(Saved data entries)
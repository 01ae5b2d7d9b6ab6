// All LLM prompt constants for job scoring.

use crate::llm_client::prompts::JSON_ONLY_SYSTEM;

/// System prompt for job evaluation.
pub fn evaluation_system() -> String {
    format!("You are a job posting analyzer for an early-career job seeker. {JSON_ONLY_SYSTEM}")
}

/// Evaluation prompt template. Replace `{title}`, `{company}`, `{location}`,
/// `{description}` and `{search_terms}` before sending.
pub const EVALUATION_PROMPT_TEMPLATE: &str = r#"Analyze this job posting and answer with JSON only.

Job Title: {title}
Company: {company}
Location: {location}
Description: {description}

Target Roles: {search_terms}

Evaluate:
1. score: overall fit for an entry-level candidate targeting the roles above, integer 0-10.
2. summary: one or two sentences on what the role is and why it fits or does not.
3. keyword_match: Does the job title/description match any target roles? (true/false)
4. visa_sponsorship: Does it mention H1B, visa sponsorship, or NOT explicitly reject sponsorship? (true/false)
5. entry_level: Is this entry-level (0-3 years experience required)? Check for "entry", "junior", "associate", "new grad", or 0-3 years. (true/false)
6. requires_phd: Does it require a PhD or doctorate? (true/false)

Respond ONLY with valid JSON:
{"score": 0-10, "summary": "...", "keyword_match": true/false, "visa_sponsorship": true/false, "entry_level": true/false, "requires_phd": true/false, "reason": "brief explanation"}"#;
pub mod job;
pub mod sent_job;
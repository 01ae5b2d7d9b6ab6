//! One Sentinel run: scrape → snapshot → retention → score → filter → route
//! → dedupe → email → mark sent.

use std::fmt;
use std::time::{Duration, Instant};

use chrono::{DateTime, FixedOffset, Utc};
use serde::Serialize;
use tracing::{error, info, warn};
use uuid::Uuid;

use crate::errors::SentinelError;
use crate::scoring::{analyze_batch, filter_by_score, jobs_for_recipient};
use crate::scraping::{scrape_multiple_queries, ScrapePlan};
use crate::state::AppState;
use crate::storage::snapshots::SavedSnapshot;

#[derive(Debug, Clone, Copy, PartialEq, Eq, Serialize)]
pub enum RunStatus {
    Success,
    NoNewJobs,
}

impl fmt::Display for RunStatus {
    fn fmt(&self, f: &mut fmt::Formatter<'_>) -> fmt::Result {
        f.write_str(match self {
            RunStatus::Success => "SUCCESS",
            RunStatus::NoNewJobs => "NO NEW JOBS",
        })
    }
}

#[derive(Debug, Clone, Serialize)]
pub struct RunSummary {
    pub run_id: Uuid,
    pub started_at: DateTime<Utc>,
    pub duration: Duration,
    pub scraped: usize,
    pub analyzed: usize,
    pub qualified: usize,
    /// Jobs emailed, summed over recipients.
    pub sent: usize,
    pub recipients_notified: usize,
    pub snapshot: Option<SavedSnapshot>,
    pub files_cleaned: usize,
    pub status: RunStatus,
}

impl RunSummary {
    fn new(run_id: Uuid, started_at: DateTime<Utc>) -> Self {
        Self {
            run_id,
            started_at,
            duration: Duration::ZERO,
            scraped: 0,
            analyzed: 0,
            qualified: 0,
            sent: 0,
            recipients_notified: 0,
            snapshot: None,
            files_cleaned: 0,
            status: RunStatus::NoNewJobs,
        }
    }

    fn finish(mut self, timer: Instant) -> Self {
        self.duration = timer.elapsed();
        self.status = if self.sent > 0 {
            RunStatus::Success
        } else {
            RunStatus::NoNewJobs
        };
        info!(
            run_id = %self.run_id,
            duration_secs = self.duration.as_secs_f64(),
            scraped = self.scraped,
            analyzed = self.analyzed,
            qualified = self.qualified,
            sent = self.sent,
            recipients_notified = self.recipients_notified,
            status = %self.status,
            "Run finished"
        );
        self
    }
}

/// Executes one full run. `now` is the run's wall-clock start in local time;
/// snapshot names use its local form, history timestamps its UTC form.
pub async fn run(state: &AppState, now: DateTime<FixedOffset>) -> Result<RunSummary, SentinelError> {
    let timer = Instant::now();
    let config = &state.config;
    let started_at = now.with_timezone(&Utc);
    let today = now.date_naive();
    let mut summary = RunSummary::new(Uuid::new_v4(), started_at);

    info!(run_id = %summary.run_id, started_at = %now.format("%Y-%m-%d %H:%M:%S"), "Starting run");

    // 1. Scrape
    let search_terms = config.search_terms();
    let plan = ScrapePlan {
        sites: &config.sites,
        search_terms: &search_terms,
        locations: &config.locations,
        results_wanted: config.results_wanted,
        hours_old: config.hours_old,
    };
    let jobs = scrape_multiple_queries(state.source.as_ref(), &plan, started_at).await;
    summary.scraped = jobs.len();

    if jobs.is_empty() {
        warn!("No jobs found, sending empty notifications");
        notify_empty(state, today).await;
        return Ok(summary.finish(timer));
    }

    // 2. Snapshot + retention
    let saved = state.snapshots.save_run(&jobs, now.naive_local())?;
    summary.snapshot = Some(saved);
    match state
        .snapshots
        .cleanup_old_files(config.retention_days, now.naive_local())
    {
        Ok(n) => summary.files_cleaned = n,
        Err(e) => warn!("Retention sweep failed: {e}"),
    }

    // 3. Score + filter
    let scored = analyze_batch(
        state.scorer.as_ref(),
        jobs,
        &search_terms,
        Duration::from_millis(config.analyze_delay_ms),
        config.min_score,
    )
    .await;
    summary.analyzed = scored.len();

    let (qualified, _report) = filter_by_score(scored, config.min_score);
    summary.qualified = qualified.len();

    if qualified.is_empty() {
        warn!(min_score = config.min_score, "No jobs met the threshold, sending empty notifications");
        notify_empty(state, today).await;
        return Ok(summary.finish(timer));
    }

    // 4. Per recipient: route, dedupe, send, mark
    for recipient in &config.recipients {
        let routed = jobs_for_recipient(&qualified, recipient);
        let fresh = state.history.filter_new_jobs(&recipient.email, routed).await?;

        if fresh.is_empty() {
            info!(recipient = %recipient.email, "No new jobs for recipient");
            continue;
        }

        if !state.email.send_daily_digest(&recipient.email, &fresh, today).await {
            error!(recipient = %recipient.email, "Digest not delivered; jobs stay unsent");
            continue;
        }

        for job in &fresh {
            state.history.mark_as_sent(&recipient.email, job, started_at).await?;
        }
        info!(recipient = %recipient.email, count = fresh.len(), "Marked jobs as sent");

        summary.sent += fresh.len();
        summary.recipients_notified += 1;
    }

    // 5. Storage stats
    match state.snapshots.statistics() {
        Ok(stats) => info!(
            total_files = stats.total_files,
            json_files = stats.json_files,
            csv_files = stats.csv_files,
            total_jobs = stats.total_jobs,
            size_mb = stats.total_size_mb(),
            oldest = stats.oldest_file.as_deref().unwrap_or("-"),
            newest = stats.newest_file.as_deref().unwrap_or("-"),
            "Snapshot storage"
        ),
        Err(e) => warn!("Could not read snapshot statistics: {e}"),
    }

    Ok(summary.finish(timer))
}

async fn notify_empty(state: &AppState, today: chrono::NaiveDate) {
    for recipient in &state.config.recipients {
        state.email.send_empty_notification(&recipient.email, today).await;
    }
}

Activity:
Take the lines from the top of the data through the one that contains "5. entry_level: Is" and copy them exactly, leaving out every line after it.

Solved exercise:
repository 01ae5b2d7d9b6ab6
// All LLM prompt constants for job scoring.

use crate::llm_client::prompts::JSON_ONLY_SYSTEM;

/// System prompt for job evaluation.
pub fn evaluation_system() -> String {
    format!("You are a job posting analyzer for an early-career job seeker. {JSON_ONLY_SYSTEM}")
}

/// Evaluation prompt template. Replace `{title}`, `{company}`, `{location}`,
/// `{description}` and `{search_terms}` before sending.
pub const EVALUATION_PROMPT_TEMPLATE: &str = r#"Analyze this job posting and answer with JSON only.

Job Title: {title}
Company: {company}
Location: {location}
Description: {description}

Target Roles: {search_terms}

Evaluate:
1. score: overall fit for an entry-level candidate targeting the roles above, integer 0-10.
2. summary: one or two sentences on what the role is and why it fits or does not.
3. keyword_match: Does the job title/description match any target roles? (true/false)
4. visa_sponsorship: Does it mention H1B, visa sponsorship, or NOT explicitly reject sponsorship? (true/false)
5. entry_level: Is this entry-level (0-3 years experience required)? Check for "entry", "junior", "associate", "new grad", or 0-3 years. (true/false)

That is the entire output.